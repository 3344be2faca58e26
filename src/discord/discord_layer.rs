// Discord layer - commands, event handlers, and the offline watchdog.

#[path = "commands/command_catalog.rs"]
pub mod commands;

pub mod watchdog;

// Re-export command types for convenience
pub use commands::planner::{Context, Data, Error};
// Identity mapping tables.
//
// The bot never asks Graph or Discord who maps to whom - all identity
// translation comes from the static tables in the config file. Two of the
// forward tables are also needed in the reverse direction (Discord user ->
// Graph user, Discord channel -> bucket), so those indices are computed
// once here and the whole structure is immutable afterwards.

use std::collections::HashMap;

use crate::config::MappingConfig;

/// All identifier lookup tables, built once at startup.
///
/// None of the mappings are guaranteed to be total: every lookup returns
/// `Option` and callers decide what an absent entry means for them.
pub struct MappingTables {
    /// Graph user id -> Discord user id.
    graph_to_discord: HashMap<String, String>,
    /// Bucket id -> display name.
    bucket_names: HashMap<String, String>,
    /// Graph user id -> display name.
    user_names: HashMap<String, String>,
    /// Discord user id -> Graph user id (inverted at startup).
    discord_to_graph: HashMap<String, String>,
    /// Discord channel id -> bucket id (inverted at startup).
    channel_to_bucket: HashMap<String, String>,
}

impl MappingTables {
    pub fn from_config(mappings: &MappingConfig) -> Self {
        let discord_to_graph = invert("discord_id_mapping", &mappings.discord_id_mapping);
        let channel_to_bucket = invert("discord_channel_mapping", &mappings.discord_channel_mapping);

        Self {
            graph_to_discord: mappings.discord_id_mapping.clone(),
            bucket_names: mappings.bucket_id_to_name_mapping.clone(),
            user_names: mappings.user_id_to_name_mapping.clone(),
            discord_to_graph,
            channel_to_bucket,
        }
    }

    /// Discord user id for a Graph user, if one is mapped.
    pub fn discord_user_for(&self, graph_user_id: &str) -> Option<&str> {
        self.graph_to_discord.get(graph_user_id).map(String::as_str)
    }

    /// Graph user id for a Discord user, if one is mapped.
    pub fn graph_user_for_discord(&self, discord_user_id: &str) -> Option<&str> {
        self.discord_to_graph.get(discord_user_id).map(String::as_str)
    }

    pub fn bucket_name(&self, bucket_id: &str) -> Option<&str> {
        self.bucket_names.get(bucket_id).map(String::as_str)
    }

    pub fn user_name(&self, graph_user_id: &str) -> Option<&str> {
        self.user_names.get(graph_user_id).map(String::as_str)
    }

    /// Bucket id mapped to a Discord channel, if any.
    pub fn bucket_for_channel(&self, channel_id: &str) -> Option<&str> {
        self.channel_to_bucket.get(channel_id).map(String::as_str)
    }
}

/// Invert a forward mapping. The forward tables are expected to be
/// injective; if a value appears twice the later entry wins and the
/// collision is logged so the config can be fixed.
fn invert(table_name: &str, forward: &HashMap<String, String>) -> HashMap<String, String> {
    let mut inverted = HashMap::with_capacity(forward.len());
    for (key, value) in forward {
        if let Some(previous) = inverted.insert(value.clone(), key.clone()) {
            tracing::warn!(
                table = table_name,
                duplicate_value = value.as_str(),
                overwritten_key = previous.as_str(),
                "duplicate value in mapping table, keeping the later entry"
            );
        }
    }
    inverted
}
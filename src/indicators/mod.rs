// =============================================================================
// Technical Indicators Module
// =============================================================================
//
// Pure, side-effect-free implementations of the core technical indicators.
// Every function recomputes over the full series and returns an output vector
// aligned element-wise with the input: one value per candle, with `f64::NAN`
// marking warm-up positions where insufficient history exists. Output length
// always equals input length.
//
// Input policy (uniform across all indicators): a non-finite close is
// rejected with `IndicatorError::NonFiniteClose`, a zero window with
// `IndicatorError::ZeroWindow`. Empty or short series are never errors.

pub mod bollinger;
pub mod ema;
pub mod rsi;
pub mod sma;

/// Trailing rolling mean over `values`, aligned with the input. The first
/// `window - 1` positions are NaN. Incremental running-sum, O(n).
pub(crate) fn rolling_mean(values: &[f64], window: usize) -> Vec<f64> {
    let mut out = vec![f64::NAN; values.len()];
    if window == 0 || values.len() < window {
        return out;
    }

    let mut sum: f64 = values[..window].iter().sum();
    out[window - 1] = sum / window as f64;
    for i in window..values.len() {
        sum += values[i] - values[i - window];
        out[i] = sum / window as f64;
    }
    out
}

[Activity]:
Transcribe the listing in full, keeping every line exact.

[Your response]:
repository 3344be2faca58e26
filename src/discord/discord_layer.rs
// Discord layer - commands, event handlers, and the offline watchdog.

#[path = "commands/command_catalog.rs"]
pub mod commands;

pub mod watchdog;

// Re-export command types for convenience
pub use commands::planner::{Context, Data, Error};
// Identity mapping tables.
//
// The bot never asks Graph or Discord who maps to whom - all identity
// translation comes from the static tables in the config file. Two of the
// forward tables are also needed in the reverse direction (Discord user ->
// Graph user, Discord channel -> bucket), so those indices are computed
// once here and the whole structure is immutable afterwards.

use std::collections::HashMap;

use crate::config::MappingConfig;

/// All identifier lookup tables, built once at startup.
///
/// None of the mappings are guaranteed to be total: every lookup returns
/// `Option` and callers decide what an absent entry means for them.
pub struct MappingTables {
    /// Graph user id -> Discord user id.
    graph_to_discord: HashMap<String, String>,
    /// Bucket id -> display name.
    bucket_names: HashMap<String, String>,
    /// Graph user id -> display name.
    user_names: HashMap<String, String>,
    /// Discord user id -> Graph user id (inverted at startup).
    discord_to_graph: HashMap<String, String>,
    /// Discord channel id -> bucket id (inverted at startup).
    channel_to_bucket: HashMap<String, String>,
}

impl MappingTables {
    pub fn from_config(mappings: &MappingConfig) -> Self {
        let discord_to_graph = invert("discord_id_mapping", &mappings.discord_id_mapping);
        let channel_to_bucket = invert("discord_channel_mapping", &mappings.discord_channel_mapping);

        Self {
            graph_to_discord: mappings.discord_id_mapping.clone(),
            bucket_names: mappings.bucket_id_to_name_mapping.clone(),
            user_names: mappings.user_id_to_name_mapping.clone(),
            discord_to_graph,
            channel_to_bucket,
        }
    }

    /// Discord user id for a Graph user, if one is mapped.
    pub fn discord_user_for(&self, graph_user_id: &str) -> Option<&str> {
        self.graph_to_discord.get(graph_user_id).map(String::as_str)
    }

    /// Graph user id for a Discord user, if one is mapped.
    pub fn graph_user_for_discord(&self, discord_user_id: &str) -> Option<&str> {
        self.discord_to_graph.get(discord_user_id).map(String::as_str)
    }

    pub fn bucket_name(&self, bucket_id: &str) -> Option<&str> {
        self.bucket_names.get(bucket_id).map(String::as_str)
    }

    pub fn user_name(&self, graph_user_id: &str) -> Option<&str> {
        self.user_names.get(graph_user_id).map(String::as_str)
    }

    /// Bucket id mapped to a Discord channel, if any.
    pub fn bucket_for_channel(&self, channel_id: &str) -> Option<&str> {
        self.channel_to_bucket.get(channel_id).map(String::as_str)
    }
}

/// Invert a forward mapping. The forward tables are expected to be
/// injective; if a value appears twice the later entry wins and the
/// collision is logged so the config can be fixed.
fn invert(table_name: &str, forward: &HashMap<String, String>) -> HashMap<String, String> {
    let mut inverted = HashMap::with_capacity(forward.len());
    for (key, value) in forward {
        if let Some(previous) = inverted.insert(value.clone(), key.clone()) {
            tracing::warn!(
                table = table_name,
                duplicate_value = value.as_str(),
                overwritten_key = previous.as_str(),
                "duplicate value in mapping table, keeping the later entry"
            );
        }
    }
    inverted
}
filename src/indicators/mod.rs
// =============================================================================
// Technical Indicators Module
// =============================================================================
//
// Pure, side-effect-free implementations of the core technical indicators.
// Every function recomputes over the full series and returns an output vector
// aligned element-wise with the input: one value per candle, with `f64::NAN`
// marking warm-up positions where insufficient history exists. Output length
// always equals input length.
//
// Input policy (uniform across all indicators): a non-finite close is
// rejected with `IndicatorError::NonFiniteClose`, a zero window with
// `IndicatorError::ZeroWindow`. Empty or short series are never errors.

pub mod bollinger;
pub mod ema;
pub mod rsi;
pub mod sma;

/// Trailing rolling mean over `values`, aligned with the input. The first
/// `window - 1` positions are NaN. Incremental running-sum, O(n).
pub(crate) fn rolling_mean(values: &[f64], window: usize) -> Vec<f64> {
    let mut out = vec![f64::NAN; values.len()];
    if window == 0 || values.len() < window {
        return out;
    }

    let mut sum: f64 = values[..window].iter().sum();
    out[window - 1] = sum / window as f64;
    for i in window..values.len() {
        sum += values[i] - values[i - window];
        out[i] = sum / window as f64;
    }
    out
}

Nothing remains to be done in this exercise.